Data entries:
----------------
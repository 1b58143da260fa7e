//! Virtual timers for the game loop.
//!
//! Time is a `Duration` measured from an arbitrary origin chosen by the host
//! (the binary uses the instant the game started). Nothing here sleeps; the
//! host asks for the next deadline and feeds the current time back in.

use std::time::Duration;

#[derive(Copy, Clone, Debug, PartialEq, Eq)]
pub enum Timer {
    /// The recurring interval fired.
    Tick,
    /// The one-shot timeout fired.
    Restart,
}

struct Interval {
    period: Duration,
    next: Duration,
}

#[derive(Default)]
pub struct Scheduler {
    interval: Option<Interval>,
    timeout: Option<Duration>,
}

impl Scheduler {
    pub fn new() -> Self {
        Self::default()
    }

    /// Starts the recurring timer, replacing any running one.
    pub fn set_interval(&mut self, now: Duration, period: Duration) {
        self.interval = Some(Interval { period, next: now + period });
    }

    pub fn clear_interval(&mut self) {
        self.interval = None;
    }

    /// Arms the one-shot timer, replacing any pending one.
    pub fn set_timeout(&mut self, now: Duration, delay: Duration) {
        self.timeout = Some(now + delay);
    }

    pub fn clear_timeout(&mut self) {
        self.timeout = None;
    }

    pub fn interval_running(&self) -> bool {
        self.interval.is_some()
    }

    pub fn timeout_pending(&self) -> bool {
        self.timeout.is_some()
    }

    pub fn next_deadline(&self) -> Option<Duration> {
        let tick = self.interval.as_ref().map(|i| i.next);
        match (tick, self.timeout) {
            (Some(a), Some(b)) => Some(a.min(b)),
            (a, b) => a.or(b),
        }
    }

    /// Takes the earliest timer whose deadline is not after `now`.
    ///
    /// An overdue interval fires once and is then rescheduled a full period
    /// after `now`, so a stalled host never sees a burst of catch-up ticks.
    pub fn pop_due(&mut self, now: Duration) -> Option<Timer> {
        let tick_at = self.interval.as_ref().map(|i| i.next).filter(|t| *t <= now);
        let timeout_at = self.timeout.filter(|t| *t <= now);

        match (tick_at, timeout_at) {
            (None, None) => None,
            (Some(t), Some(r)) if t < r => Some(self.fire_interval(now)),
            (Some(_), None) => Some(self.fire_interval(now)),
            (_, Some(_)) => {
                self.timeout = None;
                Some(Timer::Restart)
            }
        }
    }

    fn fire_interval(&mut self, now: Duration) -> Timer {
        if let Some(interval) = self.interval.as_mut() {
            interval.next += interval.period;
            if interval.next <= now {
                interval.next = now + interval.period;
            }
        }
        Timer::Tick
    }
}
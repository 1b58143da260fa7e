//! End-to-end game flow driven through the scheduler.

use std::time::Duration;

use anyhow::Result;
use rand::rngs::mock::StepRng;

use tile_snake::config::{RESTART_DELAY, TICK_INTERVAL, TILE_COUNT};
use tile_snake::frontend::{GameOverIndicator, Renderer, Rgb, ScoreDisplay};
use tile_snake::{Cell, Direction, GameEngine, Phase, Velocity};

#[derive(Default)]
struct FakeScreen {
    frames: usize,
    scores: Vec<(u32, u32)>,
    game_over_shown: usize,
    game_over_hidden: usize,
}

impl Renderer for FakeScreen {
    fn clear(&mut self, _color: Rgb) -> Result<()> {
        self.frames += 1;
        Ok(())
    }

    fn fill_tile(&mut self, _cell: Cell, _color: Rgb) -> Result<()> {
        Ok(())
    }
}

impl ScoreDisplay for FakeScreen {
    fn show_scores(&mut self, score: u32, best: u32) -> Result<()> {
        self.scores.push((score, best));
        Ok(())
    }
}

impl GameOverIndicator for FakeScreen {
    fn set_game_over_visible(&mut self, visible: bool) -> Result<()> {
        if visible {
            self.game_over_shown += 1;
        } else {
            self.game_over_hidden += 1;
        }
        Ok(())
    }
}

fn at_tick(n: u32) -> Duration {
    TICK_INTERVAL * n
}

// StepRng(0, 0) always places the apple at (0, 0).
fn started() -> (GameEngine<StepRng>, FakeScreen) {
    let mut screen = FakeScreen::default();
    let mut engine = GameEngine::new(StepRng::new(0, 0));
    engine.start(&mut screen, Duration::ZERO).unwrap();
    (engine, screen)
}

#[test]
fn test_first_move_right() {
    let (mut engine, mut screen) = started();
    assert_eq!(engine.head(), Cell::new(10, 10));

    engine.change_direction(Direction::Right);
    assert_eq!(engine.velocity(), Velocity { dx: 1, dy: 0 });

    engine.advance(&mut screen, at_tick(1)).unwrap();
    assert_eq!(engine.snake().copied().collect::<Vec<_>>(), vec![Cell::new(11, 10)]);
    assert_eq!(screen.frames, 1);
}

#[test]
fn test_no_ticks_before_interval() {
    let (mut engine, mut screen) = started();
    engine.change_direction(Direction::Down);

    engine.advance(&mut screen, at_tick(1) - Duration::from_millis(1)).unwrap();
    assert_eq!(screen.frames, 0);
    assert_eq!(engine.head(), Cell::new(10, 10));
}

#[test]
fn test_last_direction_before_tick_wins() {
    let (mut engine, mut screen) = started();
    engine.change_direction(Direction::Up);
    engine.change_direction(Direction::Left);

    engine.advance(&mut screen, at_tick(1)).unwrap();
    assert_eq!(engine.head(), Cell::new(9, 10));
}

#[test]
fn test_wall_crash_then_single_restart() {
    let (mut engine, mut screen) = started();
    engine.change_direction(Direction::Right);

    // Ten steps reach x = 20 from the center.
    let crash_tick = (TILE_COUNT - TILE_COUNT / 2) as u32;
    for n in 1..=crash_tick {
        engine.advance(&mut screen, at_tick(n)).unwrap();
    }
    assert_eq!(engine.phase(), Phase::GameOver);
    assert_eq!(screen.game_over_shown, 1);
    assert_eq!(screen.frames, crash_tick as usize - 1);

    let crashed_at = at_tick(crash_tick);

    // Nothing ticks during the game-over window.
    engine.advance(&mut screen, crashed_at + RESTART_DELAY - Duration::from_millis(1)).unwrap();
    assert_eq!(screen.frames, crash_tick as usize - 1);
    assert_eq!(screen.game_over_hidden, 1);

    engine.advance(&mut screen, crashed_at + RESTART_DELAY).unwrap();
    assert_eq!(engine.phase(), Phase::Running);
    assert_eq!(screen.game_over_hidden, 2);
    assert_eq!(engine.head(), Cell::new(10, 10));
    assert_eq!(engine.velocity(), Velocity::ZERO);
    assert_eq!(engine.direction(), Direction::Right);

    // Well past the restart, still exactly one.
    engine.advance(&mut screen, crashed_at + RESTART_DELAY * 4).unwrap();
    assert_eq!(screen.game_over_hidden, 2);
}

#[test]
fn test_best_survives_restart() {
    let (mut engine, mut screen) = started();

    // Head for the apple in the corner: up ten rows, then left ten columns.
    engine.change_direction(Direction::Up);
    let mut n = 0;
    for _ in 0..10 {
        n += 1;
        engine.advance(&mut screen, at_tick(n)).unwrap();
    }
    engine.change_direction(Direction::Left);
    for _ in 0..10 {
        n += 1;
        engine.advance(&mut screen, at_tick(n)).unwrap();
    }
    assert_eq!(engine.head(), Cell::new(0, 0));
    assert_eq!(engine.score(), 1);
    assert_eq!(engine.best(), 1);

    // One more step left leaves the grid.
    n += 1;
    engine.advance(&mut screen, at_tick(n)).unwrap();
    assert_eq!(engine.phase(), Phase::GameOver);

    engine.advance(&mut screen, at_tick(n) + RESTART_DELAY).unwrap();
    assert_eq!(engine.score(), 0);
    assert_eq!(engine.best(), 1);
    assert_eq!(screen.scores.last(), Some(&(0, 1)));
}

#[test]
fn test_pause_survives_restart() {
    let (mut engine, mut screen) = started();
    engine.change_direction(Direction::Up);
    for n in 1..=11 {
        engine.advance(&mut screen, at_tick(n)).unwrap();
    }
    assert_eq!(engine.phase(), Phase::GameOver);

    engine.pause();
    assert_eq!(engine.phase(), Phase::GameOver);

    engine.advance(&mut screen, at_tick(11) + RESTART_DELAY).unwrap();
    assert_eq!(engine.phase(), Phase::Paused);

    let frames = screen.frames;
    engine.change_direction(Direction::Down);
    engine.advance(&mut screen, at_tick(11) + RESTART_DELAY + at_tick(5)).unwrap();
    assert_eq!(screen.frames, frames);
    assert_eq!(engine.head(), Cell::new(10, 10));
}
use std::time::{Duration, Instant};

use anyhow::{bail, Result};

use tile_snake::engine::GameEngine;
use tile_snake::input::{command_for, Command};
use tile_snake::logging::init_logger;
use tile_snake::term::TermManager;

fn main() -> Result<()> {
    init_logger();

    if !TermManager::fits_terminal()? {
        let (w, h) = TermManager::required_size();
        bail!("terminal too small, need at least {}x{}", w, h);
    }

    let mut term = TermManager::new();
    let result = run(&mut term);

    // Always try to restore the terminal, even if setup or the game loop failed.
    let restored = term.restore();
    result?;
    Ok(restored?)
}

fn run(term: &mut TermManager) -> Result<()> {
    term.setup()?;

    let origin = Instant::now();
    let mut engine = GameEngine::new(rand::thread_rng());
    engine.start(term, Duration::ZERO)?;

    loop {
        let now = origin.elapsed();
        let timeout = engine
            .next_deadline()
            .and_then(|deadline| deadline.checked_sub(now))
            .unwrap_or(Duration::ZERO);

        // Every key that arrives before the deadline applies to the next tick.
        if let Some(key) = term.poll_key(timeout)? {
            match command_for(&key) {
                Some(Command::Quit) => return Ok(()),
                Some(Command::Turn(dir)) => engine.change_direction(dir),
                Some(Command::TogglePause) => {
                    engine.toggle_pause();
                    term.set_paused_visible(engine.is_paused())?;
                }
                None => {}
            }
        }

        engine.advance(term, origin.elapsed())?;
    }
}
#[test]
fn unassign_of_other_occupant_leaves_seat() {
    let (mut rec, tables, guests) = seeded(1, 1, 2);
    let (t, s) = (tables[0].id, tables[0].seats[0].id);
    rec.assign(t, s, guests[1].id, None);
    let n = Notification::SeatUnassigned { table_id: t, seat_id: s, guest_id: guests[0].id };
    assert_eq!(rec.apply(n), Applied::Unchanged);
    assert_eq!(rec.layout().seats_holding(guests[1].id), vec![(t, s)]);
}

#[test]
fn unassign_on_unknown_table_is_stale() {
    let (mut rec, _, guests) = seeded(1, 1, 1);
    let n = Notification::SeatUnassigned { table_id: Uuid::new_v4(), seat_id: Uuid::new_v4(), guest_id: guests[0].id };
    assert_eq!(rec.apply(n), Applied::Stale);
}

// =============================================================================
// GUESTS
// =============================================================================

#[test]
fn guest_updated_keeps_seat_reference() {
    let (mut rec, tables, guests) = seeded(1, 1, 1);
    let (t, s) = (tables[0].id, tables[0].seats[0].id);
    rec.assign(t, s, guests[0].id, None);

    let mut incoming = guests[0].clone();
    incoming.checked_in = true;
    assert_eq!(rec.apply(Notification::GuestUpdated { guest: incoming.clone() }), Applied::Changed);
    assert_eq!(rec.apply(Notification::GuestUpdated { guest: incoming }), Applied::Unchanged);
    let guest = rec.guest(guests[0].id).unwrap();
    assert!(guest.checked_in);
    assert_eq!(guest.seat_ref(), Some((t, s)));
}

#[test]
fn guest_removed_vacates_seat() {
    let (mut rec, tables, guests) = seeded(1, 1, 1);
    let (t, s, g) = (tables[0].id, tables[0].seats[0].id, guests[0].id);
    rec.assign(t, s, g, None);

    assert_eq!(rec.apply(Notification::GuestRemoved { guest_id: g }), Applied::Changed);
    assert_eq!(rec.apply(Notification::GuestRemoved { guest_id: g }), Applied::Unchanged);
    assert!(rec.guest(g).is_none());
    assert!(rec.layout().seats_holding(g).is_empty());
}

#[test]
fn update_guest_cannot_move_reference() {
    let (mut rec, _, guests) = seeded(1, 1, 1);
    let g = guests[0].id;
    let outcome = rec.update_guest(g, |guest| guest.set_seat_ref(Some((Uuid::new_v4(), Uuid::new_v4()))));
    assert_eq!(outcome, Applied::Unchanged);
    assert_eq!(rec.update_guest(Uuid::new_v4(), |_| {}), Applied::Stale);
}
----------------
When you reach the line holding "Self::default()" in the records above, begin reproducing exactly, stop after the line holding "Some(Timer::Restart)", and output nothing else.

* _Output of the exercise_:
        Self::default()
    }

    /// Starts the recurring timer, replacing any running one.
    pub fn set_interval(&mut self, now: Duration, period: Duration) {
        self.interval = Some(Interval { period, next: now + period });
    }

    pub fn clear_interval(&mut self) {
        self.interval = None;
    }

    /// Arms the one-shot timer, replacing any pending one.
    pub fn set_timeout(&mut self, now: Duration, delay: Duration) {
        self.timeout = Some(now + delay);
    }

    pub fn clear_timeout(&mut self) {
        self.timeout = None;
    }

    pub fn interval_running(&self) -> bool {
        self.interval.is_some()
    }

    pub fn timeout_pending(&self) -> bool {
        self.timeout.is_some()
    }

    pub fn next_deadline(&self) -> Option<Duration> {
        let tick = self.interval.as_ref().map(|i| i.next);
        match (tick, self.timeout) {
            (Some(a), Some(b)) => Some(a.min(b)),
            (a, b) => a.or(b),
        }
    }

    /// Takes the earliest timer whose deadline is not after `now`.
    ///
    /// An overdue interval fires once and is then rescheduled a full period
    /// after `now`, so a stalled host never sees a burst of catch-up ticks.
    pub fn pop_due(&mut self, now: Duration) -> Option<Timer> {
        let tick_at = self.interval.as_ref().map(|i| i.next).filter(|t| *t <= now);
        let timeout_at = self.timeout.filter(|t| *t <= now);

        match (tick_at, timeout_at) {
            (None, None) => None,
            (Some(t), Some(r)) if t < r => Some(self.fire_interval(now)),
            (Some(_), None) => Some(self.fire_interval(now)),
            (_, Some(_)) => {
                self.timeout = None;
                Some(Timer::Restart)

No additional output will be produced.